Kakek itu mengurut-urut kumisnya dan semua orang memandang dengan alis berkerut. Mereka itu sebagian besar mengenal kakek ini, seorang tokoh dunia hitam yang tentu saja sejak lama menjadi sahabat Pek-lian-kauw. Dia berjuluk Hwa I Lojin (Kakek Baju Kembang) karena memang pakaiannya selalu rapi dan terbuat dari kain berkembang.

Kakek yang usianya enam puluh tahun ini pesolek sekali selain pakaiannya rapi dan baru dengan kembang-kembang berwarna mencolok, juga kumis dan jenggotnya terpelihara rapi dan rambutnya selalu mengkilap oleh minyak! Kiranya kakek yang tua badannya ini masih muda hatinya! Karena kakek ini selalu berlagak sombong, biarpun dia terkenal lihai sebagai seorang ahli pedang yang jarang bertemu tanding, maka para tamu memandangnya dengan hati tak senang. Akan tetapi karena maklum akan kelihaiannya, tidak ada yang berani memperlihatkan ketidak senangan hatinya secara berterang.

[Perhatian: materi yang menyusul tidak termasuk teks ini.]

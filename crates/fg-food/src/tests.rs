//! Unit tests for fg-food.

use fg_core::{Cell, SimRng};
use fg_spatial::{Grid, Neighborhood};

use crate::{FoodGrid, FoodLayout, SpotCount, generate};

// ── Helpers ───────────────────────────────────────────────────────────────────

/// Share of all food units within Chebyshev distance `within` of `centre`.
fn share_near(food: &FoodGrid, centre: Cell, within: i32) -> f64 {
    let grid = *food.grid();
    let near: u64 = food
        .tokens()
        .filter(|&(c, _)| grid.distance(centre, c, Neighborhood::Moore) <= within)
        .map(|(_, q)| u64::from(q))
        .sum();
    near as f64 / food.total() as f64
}

/// Pearson chi-square of food units bucketed into `blocks × blocks` equal
/// blocks, against a uniform spread.
fn block_chi_square(food: &FoodGrid, blocks: i32) -> f64 {
    let grid = *food.grid();
    let (bw, bh) = (grid.width() / blocks, grid.height() / blocks);
    let mut counts = vec![0_u64; (blocks * blocks) as usize];
    for (c, q) in food.tokens() {
        counts[((c.y / bh) * blocks + c.x / bw) as usize] += u64::from(q);
    }
    let expected = food.total() as f64 / counts.len() as f64;
    counts.iter().map(|&n| (n as f64 - expected).powi(2) / expected).sum()
}

/// Chi-square critical value at 99.9 % for 99 degrees of freedom.
const CHI2_99DF_999: f64 = 148.2;

// ── FoodGrid ──────────────────────────────────────────────────────────────────

#[cfg(test)]
mod food_grid {
    use super::*;

    #[test]
    fn deposit_merges_into_existing_token() {
        let mut food = FoodGrid::new(Grid::square(5).unwrap());
        food.place(Cell::new(1, 1), 1);
        food.place(Cell::new(1, 1), 2);
        food.place(Cell::new(6, 1), 1); // wraps onto (1, 1)
        assert_eq!(food.quantity(Cell::new(1, 1)), 4);
        assert_eq!(food.token_count(), 1);
        assert_eq!(food.total(), 4);
    }

    #[test]
    fn full_cell_keeps_total_in_step() {
        let mut food = FoodGrid::new(Grid::square(5).unwrap());
        assert_eq!(food.place(Cell::new(0, 0), u32::MAX - 1), u32::MAX - 1);
        assert_eq!(food.place(Cell::new(0, 0), 5), 1);
        assert_eq!(food.place(Cell::new(0, 0), 5), 0);
        food.place(Cell::new(1, 0), 3);
        assert_eq!(food.quantity(Cell::new(0, 0)), u32::MAX);
        assert_eq!(food.total(), u64::from(u32::MAX) + 3);
        assert_eq!(food.token_count(), 2);
    }

    #[test]
    fn consuming_to_zero_removes_token() {
        let mut food = FoodGrid::new(Grid::square(5).unwrap());
        food.place(Cell::new(2, 2), 3);
        assert_eq!(food.consume(Cell::new(2, 2), 2), 2);
        assert!(food.has_food(Cell::new(2, 2)));
        assert_eq!(food.consume(Cell::new(2, 2), 5), 1);
        assert!(!food.has_food(Cell::new(2, 2)));
        assert_eq!(food.token_count(), 0);
        assert_eq!(food.total(), 0);
        assert_eq!(food.consume(Cell::new(2, 2), 1), 0);
    }

    #[test]
    fn sensing_and_border() {
        let mut food = FoodGrid::new(Grid::square(10).unwrap());
        for x in 2..=6 {
            for y in 2..=6 {
                food.place(Cell::new(x, y), 1);
            }
        }
        assert!(!food.at_border(Cell::new(4, 4)).unwrap());
        assert!(food.at_border(Cell::new(2, 4)).unwrap());
        assert!(food.senses_food(Cell::new(1, 1), Neighborhood::Moore, 1).unwrap());
        assert!(!food.senses_food(Cell::new(0, 0), Neighborhood::Moore, 1).unwrap());
        assert_eq!(food.tokens().count(), 25);
    }
}

// ── Generators ────────────────────────────────────────────────────────────────

#[cfg(test)]
mod generators {
    use super::*;

    #[test]
    fn spot_count_accepts_only_one_two_four() {
        assert_eq!(SpotCount::try_from(4).unwrap(), SpotCount::Four);
        let err = SpotCount::try_from(3).unwrap_err();
        assert_eq!(err.param(), Some("food.spots"));
    }

    #[test]
    fn negative_inputs_are_config_errors() {
        let grid = Grid::square(10).unwrap();
        let mut rng = SimRng::new(1);
        let err = generate(&FoodLayout::Clustered { gamma: -1.0, total_food: 10, anchor: None }, grid, &mut rng)
            .unwrap_err();
        assert_eq!(err.param(), Some("food.gamma"));
        let err = generate(&FoodLayout::MultiSpot { spots: SpotCount::One, total_food: -5 }, grid, &mut rng)
            .unwrap_err();
        assert_eq!(err.param(), Some("food.total_food"));
    }

    #[test]
    fn clustered_places_every_unit() {
        let grid = Grid::square(35).unwrap();
        let mut rng = SimRng::new(5);
        let food = generate(&FoodLayout::Clustered { gamma: 1.0, total_food: 1000, anchor: None }, grid, &mut rng)
            .unwrap();
        assert_eq!(food.total(), 1000);
    }

    #[test]
    fn large_gamma_clusters_around_the_seed() {
        let grid = Grid::square(100).unwrap();
        let seed = Cell::new(50, 50);
        let mut rng = SimRng::new(7);
        let layout = FoodLayout::Clustered { gamma: 50.0, total_food: 500, anchor: Some(seed) };
        let food = generate(&layout, grid, &mut rng).unwrap();
        assert!(food.has_food(seed));
        let share = share_near(&food, seed, 15);
        assert!(share >= 0.9, "share near seed = {share}");
    }

    #[test]
    fn zero_gamma_is_uniform() {
        let grid = Grid::square(100).unwrap();
        let mut rng = SimRng::new(7);
        let layout = FoodLayout::Clustered { gamma: 0.0, total_food: 5000, anchor: Some(Cell::new(50, 50)) };
        let food = generate(&layout, grid, &mut rng).unwrap();
        assert_eq!(food.total(), 5000);
        let chi2 = block_chi_square(&food, 10);
        assert!(chi2 < CHI2_99DF_999, "chi-square = {chi2}");
    }

    #[test]
    fn large_gamma_is_far_from_uniform() {
        let grid = Grid::square(100).unwrap();
        let mut rng = SimRng::new(7);
        let layout = FoodLayout::Clustered { gamma: 50.0, total_food: 5000, anchor: Some(Cell::new(50, 50)) };
        let food = generate(&layout, grid, &mut rng).unwrap();
        let chi2 = block_chi_square(&food, 10);
        assert!(chi2 > 10.0 * CHI2_99DF_999, "chi-square = {chi2}");
    }

    #[test]
    fn spot_share_beyond_a_cell_is_rejected() {
        let grid = Grid::square(6).unwrap();
        let mut rng = SimRng::new(0);
        let layout = FoodLayout::MultiSpot { spots: SpotCount::One, total_food: 50_000_000_000 };
        let err = generate(&layout, grid, &mut rng).unwrap_err();
        assert_eq!(err.param(), Some("food.total_food"));
    }

    #[test]
    fn four_spots_on_24_grid() {
        let grid = Grid::square(24).unwrap();
        let mut rng = SimRng::new(0);
        let food = generate(&FoodLayout::MultiSpot { spots: SpotCount::Four, total_food: 400 }, grid, &mut rng)
            .unwrap();
        // Radius 24/12 = 2 → 13 cells per spot, 100/13 = 7 units each.
        assert_eq!(food.token_count(), 4 * 13);
        assert_eq!(food.total(), 4 * 13 * 7);
        for centre in SpotCount::Four.centres(&grid) {
            assert_eq!(food.quantity(centre), 7);
        }
        assert!(!food.has_food(Cell::new(12, 12)));
    }

    #[test]
    fn two_spots_lie_on_the_diagonal() {
        let grid = Grid::square(32).unwrap();
        let centres = SpotCount::Two.centres(&grid);
        assert_eq!(centres, vec![Cell::new(8, 8), Cell::new(24, 24)]);
        assert_eq!(SpotCount::Two.radius(&grid), 4);
        assert_eq!(SpotCount::One.centres(&grid), vec![Cell::new(16, 16)]);
    }
}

Phoa Lee It tahu siapa kakek yang menghinanya itu, akan tetapi karena yang berhadapan dengan dia adalah Loan Khi Tosu, dia tidak mempedulikan dan berkata lagi kepada Loan Khi Tosu,

“Kalau tantanganmu bersifat pribadi, nah, aku telah siap!”

Berkata demikian, orang gagah ini mengisyaratkan para sutenya untuk mundur sedangkan dia sendiri berdiri tegak dengan jari-jari tangan meraba gagang pedangnya yang tergantung di punggung.

“Bagus! Majulah dan tantangan pinto ini biarpun ada hubungannya dengan peraturan Pek-lian-kauw sebagai tuan rumah, biarlah kutujukan sebagai tantangan pribadi, disaksikan oleh para tamu yang hadir sebagai pi-bu (adu silat) yang adil.”

“Singgg...!” Phoa Lee It sudah mencabut pedangnya dan gerakannya memang tangkas sekali. Pedang itu berkilauan dan sedikit pun tidak bergerak berada di tangannya yang tetap kuat. “Jaga seranganku, Totiang!”

“Wirrr... takkk... tringgg...!”

Dua orang itu masing-masing meloncat mundur dan memeriksa senjata masing-masing. Pertentuan tongkat dengan pedang tadi membuat telapak tangan mereka terasa panas dan tergetar, tanda bahwa kekuatan mereka berimbang. Mereka saling pandang, menggeser kaki lalu keduanya menerjang maju.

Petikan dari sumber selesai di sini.